Glad to have ya aboard.

I use my Grinder/Stuffer to do my snack stix and any sausage I make.

It is a real chore when ya get over 5lbs to work with. But with help it can be done.

Was hoping Santa would bring me a stuffer but don't look like that will be possible. Oh well.

Maybe after christmas. lol

Happy Smokin'

Mike


----------



## fpnmf (Dec 10, 2011)

Once you start making your own sausage..you will prolly make more than you imagine.

I started with a KA grinder/stuffer and got tired of that drill quickly.

Get the stuffer at the same time is my reccomendation.

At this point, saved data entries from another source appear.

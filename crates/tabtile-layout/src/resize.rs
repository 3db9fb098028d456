// ABOUTME: Interactive split resizing driven by pointer drags on a split handle.
// ABOUTME: Clamps and renormalizes sizes before committing them to the workspace.

use tabtile_core::ResizeSettings;

use crate::geometry::Rect;
use crate::pane::Direction;
use crate::tree;
use crate::workspace::Workspace;
use crate::PaneId;

/// Drag in progress on the handle after child `index`
#[derive(Debug, Clone, PartialEq)]
pub struct ActiveResize {
    pub split_id: PaneId,
    pub index: usize,
    pub direction: Direction,
    /// Pointer position along the split axis at pointer-down
    pub start: f32,
    /// Sizes at pointer-down; every move is computed from these
    pub snapshot: Vec<f32>,
}

#[derive(Debug, Clone, Default, PartialEq)]
pub enum ResizeState {
    #[default]
    Idle,
    Resizing(ActiveResize),
}

#[derive(Debug, Clone)]
pub struct ResizeController {
    state: ResizeState,
    settings: ResizeSettings,
}

impl ResizeController {
    pub fn new(settings: ResizeSettings) -> Self {
        Self {
            state: ResizeState::Idle,
            settings,
        }
    }

    pub fn state(&self) -> &ResizeState {
        &self.state
    }

    pub fn is_resizing(&self) -> bool {
        matches!(self.state, ResizeState::Resizing(_))
    }

    /// Start dragging the handle between children `index` and `index + 1`
    pub fn pointer_down(
        &mut self,
        workspace: &Workspace,
        split_id: &PaneId,
        index: usize,
        x: f32,
        y: f32,
    ) -> bool {
        let Some(split) = tree::find_split_pane(workspace.root(), split_id) else {
            return false;
        };
        if index + 1 >= split.children.len() {
            return false;
        }
        let start = axis(split.direction, x, y);
        self.state = ResizeState::Resizing(ActiveResize {
            split_id: split_id.clone(),
            index,
            direction: split.direction,
            start,
            snapshot: split.sizes.clone(),
        });
        true
    }

    /// Recompute sizes for the pointer position and commit them.
    ///
    /// `container` is the split pane's on-screen rectangle. Returns the
    /// committed sizes.
    pub fn pointer_move(
        &mut self,
        workspace: &mut Workspace,
        x: f32,
        y: f32,
        container: Rect,
    ) -> Option<Vec<f32>> {
        let ResizeState::Resizing(active) = &self.state else {
            return None;
        };
        let extent = container.extent(active.direction);
        if extent <= 0.0 {
            return None;
        }

        let delta = (axis(active.direction, x, y) - active.start) / extent * 100.0;
        let sizes = resized_sizes(
            &active.snapshot,
            active.index,
            delta,
            self.settings.min_size,
            self.settings.max_size,
        );
        workspace
            .resize_split(&active.split_id, sizes.clone())
            .then_some(sizes)
    }

    /// End the drag wherever the pointer was released; the last committed
    /// sizes stay.
    pub fn pointer_up(&mut self) -> Option<ActiveResize> {
        match std::mem::take(&mut self.state) {
            ResizeState::Resizing(active) => Some(active),
            ResizeState::Idle => None,
        }
    }
}

impl Default for ResizeController {
    fn default() -> Self {
        Self::new(ResizeSettings::default())
    }
}

fn axis(direction: Direction, x: f32, y: f32) -> f32 {
    match direction {
        Direction::Horizontal => x,
        Direction::Vertical => y,
    }
}

/// Shift `delta` percent from child `index + 1` to child `index`, clamp
/// both to `[min, max]`, then rescale everything to sum to 100.
pub fn resized_sizes(snapshot: &[f32], index: usize, delta: f32, min: f32, max: f32) -> Vec<f32> {
    let mut sizes = snapshot.to_vec();
    if index + 1 >= sizes.len() {
        return sizes;
    }
    sizes[index] = (snapshot[index] + delta).clamp(min, max);
    sizes[index + 1] = (snapshot[index + 1] - delta).clamp(min, max);

    let total: f32 = sizes.iter().sum();
    sizes.iter().map(|size| size * 100.0 / total).collect()
}
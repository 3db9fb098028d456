// ABOUTME: Identifier newtypes for tabs and panes.
// ABOUTME: Ids are opaque strings so persisted layouts keep their references.

use serde::{Deserialize, Serialize};
use std::fmt;

#[derive(Debug, Clone, PartialEq, Eq, Hash, PartialOrd, Ord, Serialize, Deserialize)]
#[serde(transparent)]
pub struct TabId(pub String);

#[derive(Debug, Clone, Default, PartialEq, Eq, Hash, PartialOrd, Ord, Serialize, Deserialize)]
#[serde(transparent)]
pub struct PaneId(pub String);

macro_rules! string_id {
    ($name:ident) => {
        impl $name {
            pub fn new(id: impl Into<String>) -> Self {
                Self(id.into())
            }

            pub fn as_str(&self) -> &str {
                &self.0
            }

            /// Numeric suffix after `prefix`, used to resume id counters
            pub(crate) fn sequence(&self, prefix: &str) -> Option<u64> {
                self.0.strip_prefix(prefix)?.parse().ok()
            }
        }

        impl fmt::Display for $name {
            fn fmt(&self, f: &mut fmt::Formatter<'_>) -> fmt::Result {
                f.write_str(&self.0)
            }
        }

        impl From<&str> for $name {
            fn from(id: &str) -> Self {
                Self(id.to_string())
            }
        }
    };
}

string_id!(TabId);
string_id!(PaneId);

pub(crate) const TAB_PREFIX: &str = "t";
pub(crate) const PANE_PREFIX: &str = "pane-";
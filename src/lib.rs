//! # Frame Chain
//!
//! Push-based PCM processing chains around the Opus codec.
//!
//! ## Architecture Overview
//!
//! ```text
//! ┌──────────────┐   spans of any length
//! │  PushSource  │ ─────────────────────────┐
//! │ MemoryCapture│                          │
//! └──────────────┘                          ▼
//!                                ┌─────────────────────┐
//!                                │    FrameEncoder     │
//!                                │  FrameReassembler   │  fixed-size PCM frames
//!                                │  + encoder handle   │
//!                                └──────────┬──────────┘
//!                                           │ one packet per frame
//!                                           ▼
//!                                ┌─────────────────────┐
//!                                │    FrameDecoder     │  empty packet = loss,
//!                                │  + decoder handle   │  concealed by the codec
//!                                └──────────┬──────────┘
//!                                           │ PCM frames
//!                                           ▼
//!                                ┌─────────────────────┐
//!                                │  AudioInput (sink)  │
//!                                └─────────────────────┘
//! ```
//!
//! Every push runs the whole chain synchronously on the caller's thread.
//! Spans are borrowed for the duration of a callback only. Stages borrow
//! their scratch buffers from an optional [`audio::BufferPool`] and give them
//! back exactly once, when disposed. Disposing a stage also disposes the
//! upstream it owns.

pub mod audio;
pub mod codec;
pub mod config;
pub mod error;
pub mod pipeline;

pub use error::{Error, Result};

/// Application-wide constants
pub mod constants {
    /// Sample rates the codec accepts
    pub const SUPPORTED_SAMPLE_RATES: [u32; 5] = [8000, 12000, 16000, 24000, 48000];

    /// The only PCM bit depth the codec stages accept
    pub const CODEC_BIT_DEPTH: u8 = 16;

    /// Frame durations the codec can process, in microseconds
    pub const VALID_FRAME_DURATIONS_US: [u64; 9] =
        [2500, 5000, 10_000, 20_000, 40_000, 60_000, 80_000, 100_000, 120_000];

    /// Default sample rate for audio processing
    pub const DEFAULT_SAMPLE_RATE: u32 = 48000;

    /// Default frame size in samples per channel (120 ms at 48 kHz)
    pub const DEFAULT_FRAME_SIZE: usize = 5760;

    /// Encoder packet buffer size
    pub const MAX_PACKET_BYTES: usize = 4000;

    /// Idle buffers kept by a default pool
    pub const DEFAULT_POOL_CAPACITY: usize = 16;
}
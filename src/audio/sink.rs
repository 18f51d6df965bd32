//! Downstream sinks
//!
//! A sink receives spans that it does not own: the emitting stage may
//! overwrite the memory as soon as [`AudioInput::push`] returns, so every
//! sink copies what it keeps.

use bytes::Bytes;
use crossbeam_channel::{bounded, Receiver, Sender, TrySendError};
use parking_lot::Mutex;
use std::sync::atomic::{AtomicU64, Ordering};
use std::sync::Arc;

use crate::audio::format::AudioFormat;
use crate::error::{ConfigurationError, Error, Result};
use crate::pipeline::{AudioOutput, Observer, Signal, Subscription};

/// Consumer at the end of a chain
pub trait AudioInput: Send + Sync {
    /// Format the sink expects
    fn format(&self) -> AudioFormat;

    /// Accept one span; must copy anything it retains
    fn push(&self, span: &[u8]);

    fn on_completed(&self) {}

    fn on_failed(&self, _error: &Error) {}
}

/// Subscribe `sink` to `source` after checking that their formats agree
pub fn play(source: &dyn AudioOutput, sink: Arc<dyn AudioInput>) -> Result<Subscription> {
    if source.format() != sink.format() {
        return Err(ConfigurationError::FormatMismatch {
            source_format: source.format().to_string(),
            sink_format: sink.format().to_string(),
        }
        .into());
    }

    let observer: Observer = Arc::new(move |signal: Signal<'_>| match signal {
        Signal::Data(span) => sink.push(span),
        Signal::Completed => sink.on_completed(),
        Signal::Failed(error) => sink.on_failed(error),
    });
    Ok(source.subscribe(observer))
}

/// Copies every span it receives, for inspection
pub struct CollectingSink {
    format: AudioFormat,
    chunks: Mutex<Vec<Vec<u8>>>,
    completed: Mutex<bool>,
    failure: Mutex<Option<String>>,
}

impl CollectingSink {
    pub fn new(format: AudioFormat) -> Arc<Self> {
        Arc::new(Self {
            format,
            chunks: Mutex::new(Vec::new()),
            completed: Mutex::new(false),
            failure: Mutex::new(None),
        })
    }

    /// Received spans in order
    pub fn chunks(&self) -> Vec<Vec<u8>> {
        self.chunks.lock().clone()
    }

    /// Concatenation of every received span
    pub fn bytes(&self) -> Vec<u8> {
        self.chunks.lock().concat()
    }

    pub fn is_completed(&self) -> bool {
        *self.completed.lock()
    }

    /// Message of the terminal error, if one arrived
    pub fn failure(&self) -> Option<String> {
        self.failure.lock().clone()
    }
}

impl AudioInput for CollectingSink {
    fn format(&self) -> AudioFormat {
        self.format
    }

    fn push(&self, span: &[u8]) {
        self.chunks.lock().push(span.to_vec());
    }

    fn on_completed(&self) {
        *self.completed.lock() = true;
    }

    fn on_failed(&self, error: &Error) {
        *self.failure.lock() = Some(error.to_string());
    }
}

/// Event forwarded by a [`ChannelSink`]
#[derive(Debug, Clone, PartialEq, Eq)]
pub enum SinkEvent {
    Data(Bytes),
    Completed,
    Failed(String),
}

/// Hands spans to another thread through a bounded channel.
///
/// A full channel never blocks the producing chain: the span is dropped
/// and counted.
pub struct ChannelSink {
    format: AudioFormat,
    tx: Sender<SinkEvent>,
    delivered: AtomicU64,
    dropped: AtomicU64,
}

impl ChannelSink {
    pub fn bounded(format: AudioFormat, capacity: usize) -> (Arc<Self>, Receiver<SinkEvent>) {
        let (tx, rx) = bounded(capacity);
        let sink = Arc::new(Self {
            format,
            tx,
            delivered: AtomicU64::new(0),
            dropped: AtomicU64::new(0),
        });
        (sink, rx)
    }

    pub fn delivered(&self) -> u64 {
        self.delivered.load(Ordering::Relaxed)
    }

    pub fn dropped(&self) -> u64 {
        self.dropped.load(Ordering::Relaxed)
    }

    fn send(&self, event: SinkEvent) {
        match self.tx.try_send(event) {
            Ok(()) => {
                self.delivered.fetch_add(1, Ordering::Relaxed);
            }
            Err(TrySendError::Full(_)) => {
                let dropped = self.dropped.fetch_add(1, Ordering::Relaxed) + 1;
                if dropped.is_power_of_two() {
                    tracing::warn!("Channel sink full, {} spans dropped so far", dropped);
                }
            }
            Err(TrySendError::Disconnected(_)) => {
                self.dropped.fetch_add(1, Ordering::Relaxed);
            }
        }
    }
}

impl AudioInput for ChannelSink {
    fn format(&self) -> AudioFormat {
        self.format
    }

    fn push(&self, span: &[u8]) {
        self.send(SinkEvent::Data(Bytes::copy_from_slice(span)));
    }

    fn on_completed(&self) {
        self.send(SinkEvent::Completed);
    }

    fn on_failed(&self, error: &Error) {
        self.send(SinkEvent::Failed(error.to_string()));
    }
}
//! Ordered subscriber list with synchronous delivery

use parking_lot::Mutex;
use std::sync::{Arc, Weak};

use super::{Observer, Signal};
use crate::error::Error;

type ObserverList = Arc<Vec<(u64, Observer)>>;

/// Publishes signals to every subscriber in subscription order.
///
/// The subscriber list is copied on write, so delivery works on a snapshot
/// and subscribers may unsubscribe (or dispose stages) from inside a
/// callback without deadlocking. Delivery returns only after every
/// subscriber has returned.
pub struct Subject {
    state: Mutex<SubjectState>,
}

struct SubjectState {
    observers: ObserverList,
    next_id: u64,
    closed: bool,
}

impl Subject {
    pub fn new() -> Arc<Self> {
        Arc::new(Self {
            state: Mutex::new(SubjectState {
                observers: Arc::default(),
                next_id: 0,
                closed: false,
            }),
        })
    }

    /// Add a subscriber. A closed subject hands back an inactive subscription.
    pub fn subscribe(self: &Arc<Self>, observer: Observer) -> Subscription {
        let mut state = self.state.lock();
        if state.closed {
            return Subscription::inactive();
        }

        let id = state.next_id;
        state.next_id += 1;

        let mut observers = Vec::with_capacity(state.observers.len() + 1);
        observers.extend(state.observers.iter().cloned());
        observers.push((id, observer));
        state.observers = Arc::new(observers);

        Subscription {
            subject: Arc::downgrade(self),
            id,
        }
    }

    fn remove(&self, id: u64) {
        let mut state = self.state.lock();
        if !state.observers.iter().any(|(existing, _)| *existing == id) {
            return;
        }
        let observers: Vec<_> = state
            .observers
            .iter()
            .filter(|(existing, _)| *existing != id)
            .cloned()
            .collect();
        state.observers = Arc::new(observers);
    }

    /// Deliver one span to every subscriber
    pub fn next(&self, data: &[u8]) {
        let observers = {
            let state = self.state.lock();
            if state.closed {
                return;
            }
            state.observers.clone()
        };

        for (_, observer) in observers.iter() {
            observer(Signal::Data(data));
        }
    }

    /// Signal completion and close the subject
    pub fn complete(&self) {
        self.terminate(Signal::Completed);
    }

    /// Signal a terminal error and close the subject
    pub fn fail(&self, error: &Error) {
        self.terminate(Signal::Failed(error));
    }

    fn terminate(&self, signal: Signal<'_>) {
        let observers = {
            let mut state = self.state.lock();
            if state.closed {
                return;
            }
            state.closed = true;
            std::mem::take(&mut state.observers)
        };

        for (_, observer) in observers.iter() {
            observer(signal);
        }
    }

    /// Drop all subscribers without notifying them
    pub fn close(&self) {
        let observers = {
            let mut state = self.state.lock();
            state.closed = true;
            std::mem::take(&mut state.observers)
        };
        // Observers may own stages; drop them outside the lock
        drop(observers);
    }

    pub fn is_closed(&self) -> bool {
        self.state.lock().closed
    }

    pub fn observer_count(&self) -> usize {
        self.state.lock().observers.len()
    }
}

/// Handle to one subscription; unsubscribes when dropped
pub struct Subscription {
    subject: Weak<Subject>,
    id: u64,
}

impl Subscription {
    fn inactive() -> Self {
        Self {
            subject: Weak::new(),
            id: 0,
        }
    }

    /// Stop receiving signals. Calling this more than once is a no-op.
    pub fn unsubscribe(&mut self) {
        if let Some(subject) = self.subject.upgrade() {
            subject.remove(self.id);
        }
        self.subject = Weak::new();
    }

    pub fn is_active(&self) -> bool {
        self.subject.strong_count() > 0
    }
}

impl Drop for Subscription {
    fn drop(&mut self) {
        self.unsubscribe();
    }
}

impl std::fmt::Debug for Subscription {
    fn fmt(&self, f: &mut std::fmt::Formatter<'_>) -> std::fmt::Result {
        f.debug_struct("Subscription")
            .field("id", &self.id)
            .field("active", &self.is_active())
            .finish()
    }
}

#[cfg(test)]
mod tests {
    use super::*;
    use crate::error::{CodecError, ErrorCode};
    use parking_lot::Mutex;

    fn recorder(log: &Arc<Mutex<Vec<String>>>, name: &'static str) -> Observer {
        let log = log.clone();
        Arc::new(move |signal: Signal<'_>| {
            let entry = match signal {
                Signal::Data(data) => format!("{}:data:{}", name, data.len()),
                Signal::Completed => format!("{}:completed", name),
                Signal::Failed(_) => format!("{}:failed", name),
            };
            log.lock().push(entry);
        })
    }

    #[test]
    fn test_delivery_in_subscription_order() {
        let subject = Subject::new();
        let log = Arc::new(Mutex::new(Vec::new()));

        let _a = subject.subscribe(recorder(&log, "a"));
        let _b = subject.subscribe(recorder(&log, "b"));

        subject.next(&[1, 2, 3]);
        subject.complete();
        subject.next(&[4]);

        assert_eq!(
            *log.lock(),
            vec!["a:data:3", "b:data:3", "a:completed", "b:completed"]
        );
        assert!(subject.is_closed());
    }

    #[test]
    fn test_drop_unsubscribes() {
        let subject = Subject::new();
        let log = Arc::new(Mutex::new(Vec::new()));

        let sub = subject.subscribe(recorder(&log, "a"));
        assert_eq!(subject.observer_count(), 1);
        drop(sub);
        assert_eq!(subject.observer_count(), 0);

        subject.next(&[1]);
        assert!(log.lock().is_empty());
    }

    #[test]
    fn test_unsubscribe_from_inside_callback() {
        let subject = Subject::new();
        let slot: Arc<Mutex<Option<Subscription>>> = Arc::new(Mutex::new(None));
        let hits = Arc::new(Mutex::new(0));

        let observer: Observer = {
            let slot = slot.clone();
            let hits = hits.clone();
            Arc::new(move |_signal: Signal<'_>| {
                *hits.lock() += 1;
                let taken = slot.lock().take();
                drop(taken);
            })
        };
        *slot.lock() = Some(subject.subscribe(observer));

        subject.next(&[1]);
        subject.next(&[2]);

        assert_eq!(*hits.lock(), 1);
        assert_eq!(subject.observer_count(), 0);
    }

    #[test]
    fn test_failure_is_terminal() {
        let subject = Subject::new();
        let log = Arc::new(Mutex::new(Vec::new()));
        let _a = subject.subscribe(recorder(&log, "a"));

        let error = Error::Codec(CodecError::EncodeFailed(ErrorCode::BadArg));
        subject.fail(&error);
        subject.complete();

        assert_eq!(*log.lock(), vec!["a:failed"]);
        let late = subject.subscribe(recorder(&log, "late"));
        assert!(!late.is_active());
    }
}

Or get a good quality grinder from Cabelas...look at this..  http://www.smokingmeatforums.com/t/112046/grinder-stuffing

Craig


----------



## panthur (Dec 10, 2011)

All I have ever used up till now is a very old hand crank job converted with an electric motor from Princess Auto several years ago. Its kind of a hassle to set up but it grinds and stuffs ok I guess - never had anything to compare it to I suppose....I imagine the LEM #8 would be a massive improvement even for stuffing as well I would suspect ?

 Thanks.


----------



## daveomak (Dec 10, 2011)

Panthur, morning.... Anything is possible.... I used a Kitchen Aid mixer when I started... Grinding and stuffing.... It was a PITA so much I quit stuffing after a few tries.... Then I joined this forum.... After reading and re reading the posts I bought a Grizzly 5 lb stuffer... WOW was making sausages easy, YES.... then I blew the gear case apart in the bride's KA mixer.... Fortunalely I found the parts to fix it... So... I had to buy a grinder 'cause I was 86'd from using her mixer for grinding... bought a Kitchener #12 from Northern Tool, $99, a # 8 would have been large enough but I didn't know the difference...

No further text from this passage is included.